Task details:
Could you please write out the data shown below, exactly and in full?

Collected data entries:
§ §

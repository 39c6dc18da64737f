//! Gas-price sampler (§4.4): unifies legacy and EIP-1559 fee signals
//! into a single three-tier congestion reading.

use crate::chain::ChainClient;
use crate::types::{GasPriceHistory, NetworkLoad};
use chrono::Utc;

const WEI_PER_GWEI: f64 = 1e9;

/// Samples gas once and returns the row to persist. Any sub-step
/// failure degrades that field to zero rather than failing the whole
/// sample (§4.4) — only a failure to fetch the legacy gas price itself
/// aborts the sample.
pub async fn sample_gas(client: &dyn ChainClient) -> anyhow::Result<GasPriceHistory> {
    let gas_price = client.suggest_gas_price().await?;

    let header = client.latest_header().await.ok();
    let base_fee = header.and_then(|h| h.base_fee_per_gas).unwrap_or(0) as u128;
    let block_number = header.map(|h| h.number).unwrap_or(0);

    let priority_fee = client.suggest_priority_fee().await.unwrap_or(0);

    let max_fee = 2 * base_fee + priority_fee;

    // Integer-only: §9 permits float arithmetic solely for the gwei
    // congestion threshold comparison below, never for persisted values.
    let fast = gas_price * 12 / 10;
    let standard = gas_price;
    let slow = gas_price * 8 / 10;

    let gas_price_gwei = gas_price as f64 / WEI_PER_GWEI;
    let network_load = NetworkLoad::classify(gas_price_gwei);

    Ok(GasPriceHistory {
        gas_price: gas_price.to_string(),
        base_fee: base_fee.to_string(),
        priority_fee: priority_fee.to_string(),
        max_fee: max_fee.to_string(),
        fast_price: fast.to_string(),
        standard_price: standard.to_string(),
        slow_price: slow.to_string(),
        pending_tx_count: None,
        network_load,
        block_number,
        timestamp: Utc::now(),
    })
}

#[cfg(test)]
mod tests {
    use super::*;
    use crate::chain::BlockHeader;
    use crate::error::CollectError;
    use async_trait::async_trait;
    use std::sync::atomic::{AtomicU64, Ordering};

    struct FakeClient {
        gas_price: u128,
        base_fee: Option<u64>,
        priority_fee: u128,
        calls: AtomicU64,
    }

    #[async_trait]
    impl ChainClient for FakeClient {
        async fn block_number(&self) -> Result<u64, CollectError> {
            Ok(100)
        }
        async fn latest_header(&self) -> Result<BlockHeader, CollectError> {
            self.calls.fetch_add(1, Ordering::SeqCst);
            Ok(BlockHeader {
                number: 100,
                base_fee_per_gas: self.base_fee,
                timestamp: 0,
            })
        }
        async fn suggest_gas_price(&self) -> Result<u128, CollectError> {
            Ok(self.gas_price)
        }
        async fn suggest_priority_fee(&self) -> Result<u128, CollectError> {
            Ok(self.priority_fee)
        }
        async fn call(&self, _c: alloy::primitives::Address, _d: Vec<u8>) -> Result<Vec<u8>, CollectError> {
            unimplemented!()
        }
    }

    #[tokio::test]
    async fn s5_gas_classification() {
        // S5: gas=45gwei, base_fee=30gwei, priority=2gwei.
        let client = FakeClient {
            gas_price: 45_000_000_000,
            base_fee: Some(30_000_000_000),
            priority_fee: 2_000_000_000,
            calls: AtomicU64::new(0),
        };
        let row = sample_gas(&client).await.unwrap();
        assert_eq!(row.max_fee, "62000000000");
        assert_eq!(row.fast_price, "54000000000");
        assert_eq!(row.slow_price, "36000000000");
        assert_eq!(row.network_load, NetworkLoad::Normal);
    }
}
//! Contract interfaces consumed by the collection pipeline.
//!
//! Defined with alloy's `sol!` macro. Only the read-only surface the
//! adapters and chain client actually call is declared here — no
//! router/executor interfaces, since this crate never submits
//! transactions.

use alloy::sol;

// ── ERC20 ─────────────────────────────────────────────────────────────

sol! {
    #[sol(rpc)]
    interface IERC20 {
        function decimals() external view returns (uint8);
        function symbol() external view returns (string);
    }
}

// ── Uniswap V2 ───────────────────────────────────────────────────────

sol! {
    #[sol(rpc)]
    interface IUniswapV2Factory {
        function getPair(address tokenA, address tokenB) external view returns (address pair);
    }
}

sol! {
    #[sol(rpc)]
    interface IUniswapV2Pair {
        function getReserves() external view returns (uint112 reserve0, uint112 reserve1, uint32 blockTimestampLast);
        function token0() external view returns (address);
        function token1() external view returns (address);
    }
}

// ── Uniswap V3 ───────────────────────────────────────────────────────

sol! {
    #[sol(rpc)]
    interface UniswapV3Factory {
        function getPool(address tokenA, address tokenB, uint24 fee) external view returns (address pool);
    }
}

sol! {
    #[sol(rpc)]
    interface UniswapV3Pool {
        function slot0() external view returns (uint160 sqrtPriceX96, int24 tick, uint16 observationIndex, uint16 observationCardinality, uint16 observationCardinalityNext, uint8 feeProtocol, bool unlocked);
        function liquidity() external view returns (uint128);
        function token0() external view returns (address);
        function token1() external view returns (address);
    }
}

// ── StableSwap (Curve-shaped pools) ─────────────────────────────────

sol! {
    #[sol(rpc)]
    interface IStableSwapPool {
        function get_dy(int128 i, int128 j, uint256 dx) external view returns (uint256);
        function balances(uint256 i) external view returns (uint256);
        function coins(uint256 i) external view returns (address);
    }
}
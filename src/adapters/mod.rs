//! Protocol adapters (§4.2) and the factory that selects one (§4.3, §9).
//!
//! Each adapter satisfies the same three-method contract over a
//! [`PoolDescriptor`], so the collector never branches on protocol
//! family — only the adapter it was handed does.

mod factory;
mod stable;
mod v2;
mod v3;

pub use factory::AdapterFactory;
pub use stable::StableAdapter;
pub use v2::V2Adapter;
pub use v3::V3Adapter;

use crate::chain::ChainClient;
use crate::error::CollectError;
use crate::types::PoolDescriptor;
use alloy::primitives::{Address, U256};
use async_trait::async_trait;
use rust_decimal::Decimal;

/// Normalized result of a price query, before the collector stamps it
/// with a tick's shared `(block_number, timestamp)`.
#[derive(Debug, Clone)]
pub struct AdapterQuote {
    pub price: Decimal,
    pub inverse_price: Decimal,
    pub reserve0: U256,
    pub reserve1: U256,
    pub sqrt_price_x96: Option<U256>,
    pub tick: Option<i32>,
    pub liquidity: Option<u128>,
}

#[async_trait]
pub trait PoolAdapter: Send + Sync {
    fn name(&self) -> &'static str;

    /// Resolves the pool's on-chain address, if the descriptor doesn't
    /// already carry one directly (e.g. stableswap pools are addressed
    /// directly; V2/V3 pools are resolved through a factory).
    async fn get_pool_address(
        &self,
        client: &dyn ChainClient,
        descriptor: &PoolDescriptor,
    ) -> Result<Address, CollectError>;

    /// Queries and normalizes the current price for `pool_address`.
    async fn get_price(
        &self,
        client: &dyn ChainClient,
        pool_address: Address,
        decimals0: u8,
        decimals1: u8,
    ) -> Result<AdapterQuote, CollectError>;
}

pub(crate) fn zero_address_is_not_found(addr: Address) -> Result<Address, CollectError> {
    if addr == Address::ZERO {
        Err(CollectError::NotFound("pool address is zero".into()))
    } else {
        Ok(addr)
    }
}

pub(crate) use zero_address_is_not_found as checked_pool_address;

§ §

Answer area:
repository 39c6dc18da64737f
//! Gas-price sampler (§4.4): unifies legacy and EIP-1559 fee signals
//! into a single three-tier congestion reading.

use crate::chain::ChainClient;
use crate::types::{GasPriceHistory, NetworkLoad};
use chrono::Utc;

const WEI_PER_GWEI: f64 = 1e9;

/// Samples gas once and returns the row to persist. Any sub-step
/// failure degrades that field to zero rather than failing the whole
/// sample (§4.4) — only a failure to fetch the legacy gas price itself
/// aborts the sample.
pub async fn sample_gas(client: &dyn ChainClient) -> anyhow::Result<GasPriceHistory> {
    let gas_price = client.suggest_gas_price().await?;

    let header = client.latest_header().await.ok();
    let base_fee = header.and_then(|h| h.base_fee_per_gas).unwrap_or(0) as u128;
    let block_number = header.map(|h| h.number).unwrap_or(0);

    let priority_fee = client.suggest_priority_fee().await.unwrap_or(0);

    let max_fee = 2 * base_fee + priority_fee;

    // Integer-only: §9 permits float arithmetic solely for the gwei
    // congestion threshold comparison below, never for persisted values.
    let fast = gas_price * 12 / 10;
    let standard = gas_price;
    let slow = gas_price * 8 / 10;

    let gas_price_gwei = gas_price as f64 / WEI_PER_GWEI;
    let network_load = NetworkLoad::classify(gas_price_gwei);

    Ok(GasPriceHistory {
        gas_price: gas_price.to_string(),
        base_fee: base_fee.to_string(),
        priority_fee: priority_fee.to_string(),
        max_fee: max_fee.to_string(),
        fast_price: fast.to_string(),
        standard_price: standard.to_string(),
        slow_price: slow.to_string(),
        pending_tx_count: None,
        network_load,
        block_number,
        timestamp: Utc::now(),
    })
}

#[cfg(test)]
mod tests {
    use super::*;
    use crate::chain::BlockHeader;
    use crate::error::CollectError;
    use async_trait::async_trait;
    use std::sync::atomic::{AtomicU64, Ordering};

    struct FakeClient {
        gas_price: u128,
        base_fee: Option<u64>,
        priority_fee: u128,
        calls: AtomicU64,
    }

    #[async_trait]
    impl ChainClient for FakeClient {
        async fn block_number(&self) -> Result<u64, CollectError> {
            Ok(100)
        }
        async fn latest_header(&self) -> Result<BlockHeader, CollectError> {
            self.calls.fetch_add(1, Ordering::SeqCst);
            Ok(BlockHeader {
                number: 100,
                base_fee_per_gas: self.base_fee,
                timestamp: 0,
            })
        }
        async fn suggest_gas_price(&self) -> Result<u128, CollectError> {
            Ok(self.gas_price)
        }
        async fn suggest_priority_fee(&self) -> Result<u128, CollectError> {
            Ok(self.priority_fee)
        }
        async fn call(&self, _c: alloy::primitives::Address, _d: Vec<u8>) -> Result<Vec<u8>, CollectError> {
            unimplemented!()
        }
    }

    #[tokio::test]
    async fn s5_gas_classification() {
        // S5: gas=45gwei, base_fee=30gwei, priority=2gwei.
        let client = FakeClient {
            gas_price: 45_000_000_000,
            base_fee: Some(30_000_000_000),
            priority_fee: 2_000_000_000,
            calls: AtomicU64::new(0),
        };
        let row = sample_gas(&client).await.unwrap();
        assert_eq!(row.max_fee, "62000000000");
        assert_eq!(row.fast_price, "54000000000");
        assert_eq!(row.slow_price, "36000000000");
        assert_eq!(row.network_load, NetworkLoad::Normal);
    }
}
//! Contract interfaces consumed by the collection pipeline.
//!
//! Defined with alloy's `sol!` macro. Only the read-only surface the
//! adapters and chain client actually call is declared here — no
//! router/executor interfaces, since this crate never submits
//! transactions.

use alloy::sol;

// ── ERC20 ─────────────────────────────────────────────────────────────

sol! {
    #[sol(rpc)]
    interface IERC20 {
        function decimals() external view returns (uint8);
        function symbol() external view returns (string);
    }
}

// ── Uniswap V2 ───────────────────────────────────────────────────────

sol! {
    #[sol(rpc)]
    interface IUniswapV2Factory {
        function getPair(address tokenA, address tokenB) external view returns (address pair);
    }
}

sol! {
    #[sol(rpc)]
    interface IUniswapV2Pair {
        function getReserves() external view returns (uint112 reserve0, uint112 reserve1, uint32 blockTimestampLast);
        function token0() external view returns (address);
        function token1() external view returns (address);
    }
}

// ── Uniswap V3 ───────────────────────────────────────────────────────

sol! {
    #[sol(rpc)]
    interface UniswapV3Factory {
        function getPool(address tokenA, address tokenB, uint24 fee) external view returns (address pool);
    }
}

sol! {
    #[sol(rpc)]
    interface UniswapV3Pool {
        function slot0() external view returns (uint160 sqrtPriceX96, int24 tick, uint16 observationIndex, uint16 observationCardinality, uint16 observationCardinalityNext, uint8 feeProtocol, bool unlocked);
        function liquidity() external view returns (uint128);
        function token0() external view returns (address);
        function token1() external view returns (address);
    }
}

// ── StableSwap (Curve-shaped pools) ─────────────────────────────────

sol! {
    #[sol(rpc)]
    interface IStableSwapPool {
        function get_dy(int128 i, int128 j, uint256 dx) external view returns (uint256);
        function balances(uint256 i) external view returns (uint256);
        function coins(uint256 i) external view returns (address);
    }
}
filename src/adapters/mod.rs
//! Protocol adapters (§4.2) and the factory that selects one (§4.3, §9).
//!
//! Each adapter satisfies the same three-method contract over a
//! [`PoolDescriptor`], so the collector never branches on protocol
//! family — only the adapter it was handed does.

mod factory;
mod stable;
mod v2;
mod v3;

pub use factory::AdapterFactory;
pub use stable::StableAdapter;
pub use v2::V2Adapter;
pub use v3::V3Adapter;

use crate::chain::ChainClient;
use crate::error::CollectError;
use crate::types::PoolDescriptor;
use alloy::primitives::{Address, U256};
use async_trait::async_trait;
use rust_decimal::Decimal;

/// Normalized result of a price query, before the collector stamps it
/// with a tick's shared `(block_number, timestamp)`.
#[derive(Debug, Clone)]
pub struct AdapterQuote {
    pub price: Decimal,
    pub inverse_price: Decimal,
    pub reserve0: U256,
    pub reserve1: U256,
    pub sqrt_price_x96: Option<U256>,
    pub tick: Option<i32>,
    pub liquidity: Option<u128>,
}

#[async_trait]
pub trait PoolAdapter: Send + Sync {
    fn name(&self) -> &'static str;

    /// Resolves the pool's on-chain address, if the descriptor doesn't
    /// already carry one directly (e.g. stableswap pools are addressed
    /// directly; V2/V3 pools are resolved through a factory).
    async fn get_pool_address(
        &self,
        client: &dyn ChainClient,
        descriptor: &PoolDescriptor,
    ) -> Result<Address, CollectError>;

    /// Queries and normalizes the current price for `pool_address`.
    async fn get_price(
        &self,
        client: &dyn ChainClient,
        pool_address: Address,
        decimals0: u8,
        decimals1: u8,
    ) -> Result<AdapterQuote, CollectError>;
}

pub(crate) fn zero_address_is_not_found(addr: Address) -> Result<Address, CollectError> {
    if addr == Address::ZERO {
        Err(CollectError::NotFound("pool address is zero".into()))
    } else {
        Ok(addr)
    }
}

pub(crate) use zero_address_is_not_found as checked_pool_address;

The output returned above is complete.